Sun Jun 15 17:24:29 CEST 2014

On Sun, Jun 15, 2014 at 10:33:14PM +1000, Nick Coghlan wrote:
> At PyCon earlier this year, Guido (and others) persuaded me that the
> integer based indexing and iteration for bytes and bytearray in Python
> 3 was a genuine design mistake based on the initial Python 3 design
> which lacked an immutable bytes type entirely (so producing integers
> was originally the only reasonable choice).
[...]
> The general principle involved would be to return an integer *subtype*

Have you considered subclassing bytes, rather than int?

for i in b"foo":
    assert isinstance(i, int)
for b in sensible_bytes(b"foo"):
    assert isinstance(b, bytes)

I'm not wedded to the name :-)

And then, perhaps some time in the distant future when porting 
from Python 2.7 is no longer a priority, we can add

from __future__ import bytes_iteration_yields_bytes

There's at least two obvious downsides: the b'' syntax will still refer 
to the less useful type, and it will be a violation of the Liskov 
substitution principle (but then I've always considered that to be a 
guideline rather than a hard law).

> It wouldn't be pretty, and it would be a pain to document, but it
> seems feasible.
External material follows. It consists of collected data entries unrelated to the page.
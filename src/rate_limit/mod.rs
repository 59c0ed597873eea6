//! Rate Limiting Module
//!
//! This module provides the admission gate that caps how many documents are
//! submitted per time window.
//!
//! # Features
//!
//! - Fixed-window (default) and sliding-window counting
//! - FIFO hand-off to blocked callers, no polling
//! - Cancellation and timeouts that never leak quota
//! - Owned replenishment task, stopped on shutdown or drop
//!
//! # Architecture
//!
//! ```text
//! ┌──────────────────────────────────────────────────────────┐
//! │                      RateLimiter                          │
//! ├──────────────────────────────────────────────────────────┤
//! │  acquire() ──► Mutex<Shared> ◄── replenisher task        │
//! │                 ├─ Window (count / grant timestamps)      │
//! │                 └─ FIFO waiters (oneshot senders)         │
//! └──────────────────────────────────────────────────────────┘
//! ```

pub mod config;
pub mod error;
pub mod limiter;
mod window;

pub use config::{RateLimitConfig, WindowPolicy, WindowUnit};
pub use error::RateLimitError;
pub use limiter::{LimiterStats, RateLimiter};
//! Log destination setup: stdout by default, an append-mode file when asked

use std::fs::OpenOptions;

use tracing_appender::non_blocking::WorkerGuard;
use tracing_subscriber::EnvFilter;

use crate::error::{HookError, Result};

/// Install the global tracing subscriber.
///
/// `destination` of `None` or `"-"` logs to stdout. Anything else is
/// treated as a file path, opened in append mode and written through a
/// non-blocking worker; the returned guard must stay alive until process
/// exit so buffered lines are flushed.
pub fn init(destination: Option<&str>) -> Result<Option<WorkerGuard>> {
    let filter = EnvFilter::try_from_default_env().unwrap_or_else(|_| EnvFilter::new("info"));

    match destination {
        None | Some("") | Some("-") => {
            tracing_subscriber::fmt().with_env_filter(filter).init();
            Ok(None)
        }
        Some(path) => {
            let file = OpenOptions::new()
                .append(true)
                .create(true)
                .open(path)
                .map_err(|e| {
                    HookError::Config(format!("cannot open log file '{}': {}", path, e))
                })?;

            let (writer, guard) = tracing_appender::non_blocking(file);
            tracing_subscriber::fmt()
                .with_env_filter(filter)
                .with_writer(writer)
                .with_ansi(false)
                .init();

            Ok(Some(guard))
        }
    }
}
The alternative is for PEP 367 to add a separate bytes
> iteration method, which strikes me as further entrenching a design we
> aren't currently happy with.

Unless you have a strategy to deprecate *and remove* the magic int 
subclass some time in the foreseeable future, you're still entrenching 
the design. I think whatever we do, we're going to end up with something 
ugly in the language. Possibly the least ugly, and certainly the least 
magic, is a separate bytes iteration method.

Keeping-an-open-mind-but-leaning-towards-minus-one-on-the-idea-ly y'rs,

-- 
Steven